- [TASK TO COMPLETE]:
Restate word for word the lines in the listing below, starting at the line containing "let session_id = query" and ending at the line containing "OAuth code grant", both included; leave out the rest.

- [PROVIDED ENTRIES]:
┄┄┄┄┄┄
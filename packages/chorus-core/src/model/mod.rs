//! Domain model: tracks, participant sessions, history records.

pub mod history;
pub mod session;
pub mod track;

use serde::{Deserialize, Serialize};

pub use history::{HistoryEvent, HistoryKind, PlayedTrack, TrackSummary};
pub use session::{Credentials, FollowMode, PersistedSession, Session, SessionSummary};
pub use track::{QueueEntry, Track, TrackProgress, FALLBACK_EMAIL};

/// Global playback mode of the room.
#[derive(Debug, Clone, Copy, PartialEq, Eq, Default, Serialize, Deserialize)]
#[serde(rename_all = "snake_case")]
pub enum PlaybackMode {
    Playing,
    #[default]
    Paused,
}
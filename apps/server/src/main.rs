//! Chorus Server - headless coordinator for a shared-listening room.
//!
//! This binary wires up the core library and runs it as a background
//! daemon: one process serving HTTP, the WebSocket channel, and the
//! playback reconciliation loop.

mod config;

use std::path::PathBuf;

use anyhow::{Context, Result};
use clap::Parser;
use tokio::signal;

use crate::config::ServerConfig;

/// Chorus Server - shared-listening room coordinator.
#[derive(Parser, Debug)]
#[command(name = "chorus-server")]
#[command(author, version, about, long_about = None)]
struct Args {
    /// Path to the configuration file (YAML).
    #[arg(short, long, value_name = "FILE")]
    config: Option<PathBuf>,

    /// Log level (error, warn, info, debug, trace).
    #[arg(short, long, default_value = "info", env = "CHORUS_LOG_LEVEL")]
    log_level: log::LevelFilter,

    /// Listen port (overrides config file).
    #[arg(short = 'p', long, env = "CHORUS_LISTEN_PORT")]
    port: Option<u16>,

    /// Data directory for persistent state (queue, sessions, history).
    #[arg(short = 'd', long, env = "CHORUS_DATA_DIR")]
    data_dir: Option<PathBuf>,
}

#[tokio::main]
async fn main() -> Result<()> {
    let args = Args::parse();

    // Initialize logging
    env_logger::Builder::new()
        .filter_level(args.log_level)
        .format_timestamp_millis()
        .init();

    log::info!("Chorus Server v{}", env!("CARGO_PKG_VERSION"));

    // Load configuration
    let mut config =
        ServerConfig::load(args.config.as_deref()).context("Failed to load configuration")?;

    // Apply CLI overrides
    if let Some(port) = args.port {
        config.listen_port = port;
    }
    if let Some(data_dir) = args.data_dir {
        config.data_dir = Some(data_dir);
    }

    log::info!(
        "Configuration: listen_port={}, poll_interval={}ms, data_dir={}",
        config.listen_port,
        config.poll_interval_ms,
        config
            .data_dir
            .as_ref()
            .map(|d| d.display().to_string())
            .unwrap_or_else(|| "(none)".into())
    );

    // Bootstrap services and restore persisted state
    let mut services = chorus_core::bootstrap_services(config.to_core_config())
        .await
        .map_err(|e| anyhow::anyhow!("Failed to bootstrap services: {e}"))?;

    services.start_background_tasks();
    log::info!("Background tasks started");

    // Spawn the HTTP + WebSocket server
    let app_state = services.app_state();
    let server_handle = tokio::spawn(async move {
        if let Err(e) = chorus_core::start_server(app_state).await {
            log::error!("Server error: {}", e);
        }
    });

    // Wait for shutdown signal
    shutdown_signal().await;

    log::info!("Shutdown signal received, cleaning up...");

    // Graceful shutdown: stop tasks and write final state
    services.shutdown().await;
    server_handle.abort();

    log::info!("Shutdown complete");
    Ok(())
}

/// Waits for a shutdown signal (Ctrl+C or SIGTERM).
async fn shutdown_signal() {
    let ctrl_c = async {
        signal::ctrl_c()
            .await
            .expect("Failed to install Ctrl+C handler");
    };

    #[cfg(unix)]
    let terminate = async {
        signal::unix::signal(signal::unix::SignalKind::terminate())
            .expect("Failed to install SIGTERM handler")
            .recv()
            .await;
    };

    #[cfg(not(unix))]
    let terminate = std::future::pending::<()>();

    tokio::select! {
        _ = ctrl_c => {},
        _ = terminate => {},
    }
}
//! Typed views of the provider's API responses.
//!
//! These are the shapes the rest of the application works with; the raw
//! wire structs live next to the transport in `api.rs`.

use serde::{Deserialize, Serialize};

/// Display metadata for a single track.
#[derive(Debug, Clone, PartialEq, Serialize, Deserialize)]
#[serde(rename_all = "camelCase")]
pub struct TrackInfo {
    /// Canonical provider URI (`spotify:track:<id>`).
    pub uri: String,
    pub name: String,
    /// All artists, comma-joined.
    pub artist: String,
    pub album: String,
    #[serde(default, skip_serializing_if = "Option::is_none")]
    pub album_art_url: Option<String>,
    #[serde(default, skip_serializing_if = "Option::is_none")]
    pub duration_ms: Option<u64>,
}

/// Metadata for a playlist.
#[derive(Debug, Clone, PartialEq, Serialize, Deserialize)]
#[serde(rename_all = "camelCase")]
pub struct PlaylistInfo {
    pub id: String,
    pub name: String,
    #[serde(default)]
    pub description: String,
    pub owner: String,
    pub track_count: usize,
    #[serde(default, skip_serializing_if = "Option::is_none")]
    pub image_url: Option<String>,
}

/// One poll of the conductor's real playback.
///
/// `uri` is `None` when nothing is playing, or when the player is on a
/// local file or private session the API will not identify.
#[derive(Debug, Clone, PartialEq, Serialize, Deserialize)]
#[serde(rename_all = "camelCase")]
pub struct PlaybackSnapshot {
    pub uri: Option<String>,
    pub progress_ms: u64,
    pub duration_ms: u64,
    pub is_playing: bool,
}

impl PlaybackSnapshot {
    /// A snapshot representing "nothing observable is playing".
    #[must_use]
    pub fn idle() -> Self {
        Self {
            uri: None,
            progress_ms: 0,
            duration_ms: 0,
            is_playing: false,
        }
    }
}

/// Result of a token grant (authorization code or refresh).
#[derive(Debug, Clone, Deserialize)]
pub struct TokenGrant {
    pub access_token: String,
    /// Seconds until the access token expires.
    pub expires_in: u64,
    /// The provider may rotate the refresh token; absent means keep the old one.
    #[serde(default)]
    pub refresh_token: Option<String>,
}

/// The authenticated account behind an access token.
#[derive(Debug, Clone)]
pub struct UserProfile {
    pub display_name: String,
    pub email: String,
}
//! Parsing of user-supplied provider references.
//!
//! Accepts share URLs (`open.spotify.com/track/<id>`), canonical URIs
//! (`spotify:track:<id>`), and bare 22-character track ids.

use url::Url;

/// The entity kind a reference points at.
#[derive(Debug, Clone, Copy, PartialEq, Eq)]
pub enum ResourceKind {
    Track,
    Playlist,
    Album,
    Artist,
    Episode,
    Show,
}

impl ResourceKind {
    fn from_segment(segment: &str) -> Option<Self> {
        match segment {
            "track" => Some(Self::Track),
            "playlist" => Some(Self::Playlist),
            "album" => Some(Self::Album),
            "artist" => Some(Self::Artist),
            "episode" => Some(Self::Episode),
            "show" => Some(Self::Show),
            _ => None,
        }
    }

    /// The URI segment name for this kind.
    #[must_use]
    pub fn as_str(&self) -> &'static str {
        match self {
            Self::Track => "track",
            Self::Playlist => "playlist",
            Self::Album => "album",
            Self::Artist => "artist",
            Self::Episode => "episode",
            Self::Show => "show",
        }
    }
}

/// A successfully parsed provider reference.
#[derive(Debug, Clone, PartialEq, Eq)]
pub struct ParsedResource {
    pub kind: ResourceKind,
    pub id: String,
    /// Canonical `spotify:<kind>:<id>` form.
    pub uri: String,
}

impl ParsedResource {
    fn new(kind: ResourceKind, id: &str) -> Option<Self> {
        if !is_valid_id(id) {
            return None;
        }
        Some(Self {
            kind,
            id: id.to_string(),
            uri: format!("spotify:{}:{}", kind.as_str(), id),
        })
    }
}

/// Provider ids are base62.
fn is_valid_id(id: &str) -> bool {
    !id.is_empty() && id.chars().all(|c| c.is_ascii_alphanumeric())
}

/// Track ids are exactly 22 base62 characters.
fn is_bare_track_id(input: &str) -> bool {
    input.len() == 22 && input.chars().all(|c| c.is_ascii_alphanumeric())
}

/// Parses a share URL, URI, or bare id into a typed resource reference.
///
/// Returns `None` for anything that is not recognizably a provider
/// reference; the caller decides which kinds are admissible.
#[must_use]
pub fn parse_resource(input: &str) -> Option<ParsedResource> {
    let input = input.trim();

    if let Some(rest) = input.strip_prefix("spotify:") {
        let mut parts = rest.split(':');
        let kind = ResourceKind::from_segment(parts.next()?)?;
        let id = parts.next()?;
        if parts.next().is_some() {
            return None;
        }
        return ParsedResource::new(kind, id);
    }

    if input.contains("spotify.com") {
        return parse_share_url(input);
    }

    if is_bare_track_id(input) {
        return ParsedResource::new(ResourceKind::Track, input);
    }

    None
}

fn parse_share_url(input: &str) -> Option<ParsedResource> {
    let normalized = if input.starts_with("http://") || input.starts_with("https://") {
        input.to_string()
    } else {
        format!("https://{input}")
    };

    let url = Url::parse(&normalized).ok()?;
    url.host_str().filter(|h| h.ends_with("spotify.com"))?;

    // Share links may carry a locale segment: open.spotify.com/intl-de/track/<id>
    let mut segments = url.path_segments()?.filter(|s| !s.is_empty());
    let mut kind_segment = segments.next()?;
    if kind_segment.starts_with("intl-") {
        kind_segment = segments.next()?;
    }

    let kind = ResourceKind::from_segment(kind_segment)?;
    let id = segments.next()?;

    ParsedResource::new(kind, id)
}
//! HTTP route handlers.
//!
//! All handlers are thin - they delegate to the room service for
//! business logic.

use axum::{
    extract::{Path, Query, State},
    http::StatusCode,
    response::{IntoResponse, Redirect, Response},
    routing::{get, post},
    Json, Router,
};
use serde::Deserialize;
use serde_json::json;

use crate::api::ws::ws_handler;
use crate::api::AppState;
use crate::error::ChorusResult;
use crate::spotify::auth;

/// The fixed airhorn sound set clients may trigger.
const AIRHORNS: &[&str] = &["classic", "dj", "triple", "reverb", "sad-trombone"];

/// 200 with a JSON body. Failures take the [`crate::error::ChorusError`]
/// `IntoResponse` path instead, so handlers only ever shape successes.
fn ok_json(body: serde_json::Value) -> Response {
    (StatusCode::OK, Json(body)).into_response()
}

/// The bare acknowledgement mutation routes answer with.
fn ack() -> Response {
    ok_json(json!({ "success": true }))
}

// ─────────────────────────────────────────────────────────────────────────────
// Request Types
// ─────────────────────────────────────────────────────────────────────────────

#[derive(Deserialize)]
#[serde(rename_all = "camelCase")]
struct SubmitTrackRequest {
    input: String,
    session_id: String,
}

#[derive(Deserialize)]
struct ListenerLoginRequest {
    name: String,
    email: String,
}

#[derive(Deserialize)]
#[serde(rename_all = "camelCase")]
struct SessionRequest {
    session_id: String,
}

#[derive(Deserialize)]
#[serde(rename_all = "camelCase")]
struct ProviderLoginQuery {
    session_id: Option<String>,
}

#[derive(Deserialize)]
struct CallbackQuery {
    code: Option<String>,
    state: Option<String>,
    error: Option<String>,
}

// ─────────────────────────────────────────────────────────────────────────────
// Router
// ─────────────────────────────────────────────────────────────────────────────

/// Creates the Axum router with all routes.
pub fn create_router(state: AppState) -> Router {
    Router::new()
        .route("/health", get(health_check))
        .route("/api/submit-track", post(submit_track))
        .route("/api/listener-login", post(listener_login))
        .route("/api/session/{id}", get(session_status))
        .route("/api/master-random-liked", post(master_random_liked))
        .route("/api/airhorns", get(list_airhorns))
        .route("/login", get(provider_login))
        .route("/callback", get(oauth_callback))
        .route("/ws", get(ws_handler))
        .with_state(state)
}

// ─────────────────────────────────────────────────────────────────────────────
// Handlers
// ─────────────────────────────────────────────────────────────────────────────

/// Liveness probe: "Is the process running?"
async fn health_check() -> Response {
    ok_json(json!({ "status": "ok", "service": "chorus" }))
}

/// Submits a track (fair-inserted) or playlist (fallback replacement).
async fn submit_track(
    State(state): State<AppState>,
    Json(payload): Json<SubmitTrackRequest>,
) -> ChorusResult<Response> {
    state
        .room
        .submit_track(&payload.session_id, &payload.input)
        .await?;
    Ok(ack())
}

/// Creates a listener-only session.
async fn listener_login(
    State(state): State<AppState>,
    Json(payload): Json<ListenerLoginRequest>,
) -> ChorusResult<Response> {
    let session_id = state.room.create_listener(&payload.name, &payload.email)?;
    Ok(ok_json(json!({ "sessionId": session_id })))
}

/// Reports whether a session id can complete a login.
async fn session_status(Path(id): Path<String>, State(state): State<AppState>) -> Response {
    ok_json(json!({ "loggedIn": state.room.logged_in(&id) }))
}

/// Queues a few random tracks from the conductor's liked library.
async fn master_random_liked(
    State(state): State<AppState>,
    Json(payload): Json<SessionRequest>,
) -> ChorusResult<Response> {
    let added = state.room.random_liked(&payload.session_id).await?;
    Ok(ok_json(json!({ "added": added })))
}

/// Lists the available airhorn sounds.
async fn list_airhorns() -> Response {
    ok_json(json!({ "airhorns": AIRHORNS }))
}

/// Starts the provider OAuth flow. The opaque `state` round-tripped
/// through the provider is the session id.
async fn provider_login(
    State(state): State<AppState>,
    Query(query): Query<ProviderLoginQuery>,
) -> Redirect {
    let session_id = query
        .session_id
        .unwrap_or_else(|| state.room.create_session());

    let url = auth::authorize_url(&state.config.spotify, &session_id);
    Redirect::temporary(&url)
}

/// Completes the provider OAuth flow and bounces back to the front-end.
async fn oauth_callback(
    State(state): State<AppState>,
    Query(query): Query<CallbackQuery>,
) -> Response {
    let frontend = state.config.frontend_url.trim_end_matches('/');

    if let Some(error) = query.error {
        log::warn!("[HTTP] OAuth denied: {}", error);
        return Redirect::temporary(&format!("{frontend}/?error={error}")).into_response();
    }

    let (Some(code), Some(session_id)) = (query.code, query.state) else {
        return Redirect::temporary(&format!("{frontend}/?error=missing_code")).into_response();
    };

    let grant = match auth::code_grant(&state.http_client, &state.config.spotify, &code).await {
        Ok(grant) => grant,
        Err(e) => {
            log::warn!("[HTTP] OAuth code grant failed: {}", e);
            return Redirect::temporary(&format!("{frontend}/?error=grant_failed"))
                .into_response();
        }
    };

    match state.room.complete_oauth(&session_id, grant).await {
        Ok(()) => {
            Redirect::temporary(&format!("{frontend}/?sessionId={session_id}")).into_response()
        }
        Err(e) => {
            log::warn!("[HTTP] OAuth completion failed: {}", e);
            Redirect::temporary(&format!("{frontend}/?error=login_failed")).into_response()
        }
    }
}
┄┄┄┄┄┄
- [REPLY TO THE TASK]:
    let session_id = query
        .session_id
        .unwrap_or_else(|| state.room.create_session());

    let url = auth::authorize_url(&state.config.spotify, &session_id);
    Redirect::temporary(&url)
}

/// Completes the provider OAuth flow and bounces back to the front-end.
async fn oauth_callback(
    State(state): State<AppState>,
    Query(query): Query<CallbackQuery>,
) -> Response {
    let frontend = state.config.frontend_url.trim_end_matches('/');

    if let Some(error) = query.error {
        log::warn!("[HTTP] OAuth denied: {}", error);
        return Redirect::temporary(&format!("{frontend}/?error={error}")).into_response();
    }

    let (Some(code), Some(session_id)) = (query.code, query.state) else {
        return Redirect::temporary(&format!("{frontend}/?error=missing_code")).into_response();
    };

    let grant = match auth::code_grant(&state.http_client, &state.config.spotify, &code).await {
        Ok(grant) => grant,
        Err(e) => {
            log::warn!("[HTTP] OAuth code grant failed: {}", e);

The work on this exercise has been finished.